## Records shown

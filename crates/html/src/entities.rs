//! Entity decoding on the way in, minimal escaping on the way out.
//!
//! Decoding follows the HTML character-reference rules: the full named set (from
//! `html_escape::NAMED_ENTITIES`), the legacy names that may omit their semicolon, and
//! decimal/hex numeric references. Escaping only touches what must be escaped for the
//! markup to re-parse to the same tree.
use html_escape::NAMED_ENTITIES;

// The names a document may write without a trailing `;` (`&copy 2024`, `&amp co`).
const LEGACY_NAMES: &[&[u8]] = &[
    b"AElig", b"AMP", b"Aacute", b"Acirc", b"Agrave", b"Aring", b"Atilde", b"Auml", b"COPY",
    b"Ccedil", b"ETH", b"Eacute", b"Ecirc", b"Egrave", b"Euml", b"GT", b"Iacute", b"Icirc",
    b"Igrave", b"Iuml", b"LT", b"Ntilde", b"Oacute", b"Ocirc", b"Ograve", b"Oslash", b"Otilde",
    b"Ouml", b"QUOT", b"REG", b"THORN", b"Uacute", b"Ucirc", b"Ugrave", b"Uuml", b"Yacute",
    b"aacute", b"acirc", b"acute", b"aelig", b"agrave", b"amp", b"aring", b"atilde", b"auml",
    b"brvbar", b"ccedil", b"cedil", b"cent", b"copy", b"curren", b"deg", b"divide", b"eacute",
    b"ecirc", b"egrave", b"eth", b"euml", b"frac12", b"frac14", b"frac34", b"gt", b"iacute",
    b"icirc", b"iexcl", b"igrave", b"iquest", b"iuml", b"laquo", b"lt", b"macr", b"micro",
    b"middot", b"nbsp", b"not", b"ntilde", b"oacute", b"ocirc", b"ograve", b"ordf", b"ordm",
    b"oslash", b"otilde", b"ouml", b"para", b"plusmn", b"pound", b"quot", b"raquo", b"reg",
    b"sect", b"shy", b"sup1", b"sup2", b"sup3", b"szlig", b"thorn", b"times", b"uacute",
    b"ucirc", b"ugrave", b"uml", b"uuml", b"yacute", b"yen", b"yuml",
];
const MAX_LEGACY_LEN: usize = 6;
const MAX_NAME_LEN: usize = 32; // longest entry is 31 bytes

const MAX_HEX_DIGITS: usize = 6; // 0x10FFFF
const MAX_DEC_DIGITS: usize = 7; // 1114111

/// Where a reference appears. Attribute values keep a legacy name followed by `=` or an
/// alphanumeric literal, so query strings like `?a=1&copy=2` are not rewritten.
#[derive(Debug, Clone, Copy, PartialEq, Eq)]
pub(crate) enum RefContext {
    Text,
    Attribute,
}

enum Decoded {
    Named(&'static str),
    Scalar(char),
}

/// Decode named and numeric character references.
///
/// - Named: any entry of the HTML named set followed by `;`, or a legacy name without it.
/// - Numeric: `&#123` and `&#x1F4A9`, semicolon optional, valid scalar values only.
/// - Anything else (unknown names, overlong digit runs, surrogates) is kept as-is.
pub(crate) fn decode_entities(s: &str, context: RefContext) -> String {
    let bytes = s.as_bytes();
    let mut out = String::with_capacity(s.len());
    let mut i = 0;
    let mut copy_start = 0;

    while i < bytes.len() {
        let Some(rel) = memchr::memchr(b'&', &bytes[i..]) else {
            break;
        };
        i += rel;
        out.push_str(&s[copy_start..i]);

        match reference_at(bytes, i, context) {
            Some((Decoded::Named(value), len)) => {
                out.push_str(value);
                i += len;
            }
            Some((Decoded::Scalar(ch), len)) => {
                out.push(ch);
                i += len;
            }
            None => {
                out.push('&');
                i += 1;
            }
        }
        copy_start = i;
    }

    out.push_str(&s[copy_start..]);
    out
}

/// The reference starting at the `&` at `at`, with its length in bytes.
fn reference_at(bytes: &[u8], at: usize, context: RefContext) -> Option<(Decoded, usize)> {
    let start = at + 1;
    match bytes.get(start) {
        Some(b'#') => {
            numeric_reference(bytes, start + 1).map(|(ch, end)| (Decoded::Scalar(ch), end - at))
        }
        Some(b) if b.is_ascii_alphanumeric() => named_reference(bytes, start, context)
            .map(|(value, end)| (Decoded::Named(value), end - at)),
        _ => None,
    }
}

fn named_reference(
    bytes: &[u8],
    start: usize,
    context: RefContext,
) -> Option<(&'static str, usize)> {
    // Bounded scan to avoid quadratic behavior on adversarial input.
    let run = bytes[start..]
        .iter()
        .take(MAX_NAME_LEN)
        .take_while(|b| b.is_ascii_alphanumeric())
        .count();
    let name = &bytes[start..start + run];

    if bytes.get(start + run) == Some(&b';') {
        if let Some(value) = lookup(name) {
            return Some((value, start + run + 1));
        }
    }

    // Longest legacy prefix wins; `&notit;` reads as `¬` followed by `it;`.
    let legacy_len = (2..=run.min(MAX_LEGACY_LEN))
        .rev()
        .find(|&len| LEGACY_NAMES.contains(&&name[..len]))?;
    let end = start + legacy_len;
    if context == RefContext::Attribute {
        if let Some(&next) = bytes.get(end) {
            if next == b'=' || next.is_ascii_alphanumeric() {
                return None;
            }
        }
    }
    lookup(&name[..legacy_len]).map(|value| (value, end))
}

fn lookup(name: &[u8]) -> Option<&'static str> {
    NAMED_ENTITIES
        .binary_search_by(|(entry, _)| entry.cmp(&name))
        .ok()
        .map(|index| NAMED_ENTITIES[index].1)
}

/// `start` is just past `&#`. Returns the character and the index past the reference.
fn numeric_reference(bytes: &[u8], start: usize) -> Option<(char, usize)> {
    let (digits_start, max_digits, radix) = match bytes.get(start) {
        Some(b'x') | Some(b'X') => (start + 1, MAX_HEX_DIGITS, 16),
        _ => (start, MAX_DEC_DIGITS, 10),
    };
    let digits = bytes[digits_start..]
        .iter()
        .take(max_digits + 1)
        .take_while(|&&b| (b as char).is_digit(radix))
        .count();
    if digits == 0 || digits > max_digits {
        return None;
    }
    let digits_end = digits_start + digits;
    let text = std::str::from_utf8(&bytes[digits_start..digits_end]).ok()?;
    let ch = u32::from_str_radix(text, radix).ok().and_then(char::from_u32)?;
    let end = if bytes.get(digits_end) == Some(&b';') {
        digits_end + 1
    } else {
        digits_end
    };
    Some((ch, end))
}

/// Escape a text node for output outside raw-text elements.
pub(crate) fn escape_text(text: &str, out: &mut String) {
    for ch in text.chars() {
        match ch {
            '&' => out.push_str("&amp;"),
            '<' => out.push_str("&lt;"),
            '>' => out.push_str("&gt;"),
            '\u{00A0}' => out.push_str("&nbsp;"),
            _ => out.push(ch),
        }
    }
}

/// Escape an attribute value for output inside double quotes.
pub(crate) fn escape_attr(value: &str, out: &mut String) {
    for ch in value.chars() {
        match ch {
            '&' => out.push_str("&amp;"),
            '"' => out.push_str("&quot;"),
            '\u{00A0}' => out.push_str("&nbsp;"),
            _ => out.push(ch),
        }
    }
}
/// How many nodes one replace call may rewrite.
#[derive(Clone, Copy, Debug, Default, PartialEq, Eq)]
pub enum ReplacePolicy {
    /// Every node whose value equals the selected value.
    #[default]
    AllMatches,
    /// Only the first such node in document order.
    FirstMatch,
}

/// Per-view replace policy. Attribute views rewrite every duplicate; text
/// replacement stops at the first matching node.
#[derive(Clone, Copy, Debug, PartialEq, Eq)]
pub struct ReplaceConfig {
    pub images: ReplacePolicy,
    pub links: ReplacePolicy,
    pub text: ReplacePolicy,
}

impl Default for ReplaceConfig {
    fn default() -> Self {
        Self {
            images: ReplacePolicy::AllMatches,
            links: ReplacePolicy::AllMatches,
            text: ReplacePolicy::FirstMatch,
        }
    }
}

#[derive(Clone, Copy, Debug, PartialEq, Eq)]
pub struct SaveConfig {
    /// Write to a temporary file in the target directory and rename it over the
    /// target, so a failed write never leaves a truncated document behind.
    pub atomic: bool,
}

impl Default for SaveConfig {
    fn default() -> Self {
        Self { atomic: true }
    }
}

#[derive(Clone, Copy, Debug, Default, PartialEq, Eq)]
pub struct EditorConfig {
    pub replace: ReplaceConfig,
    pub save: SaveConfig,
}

## What you have to do
Of all the entries above, retype exactly the lines from the line with "Option<(&'static str, usize)>" to the line with "if let Some(value)", both included, and no others.

## Result below
) -> Option<(&'static str, usize)> {
    // Bounded scan to avoid quadratic behavior on adversarial input.
    let run = bytes[start..]
        .iter()
        .take(MAX_NAME_LEN)
        .take_while(|b| b.is_ascii_alphanumeric())
        .count();
    let name = &bytes[start..start + run];

    if bytes.get(start + run) == Some(&b';') {
        if let Some(value) = lookup(name) {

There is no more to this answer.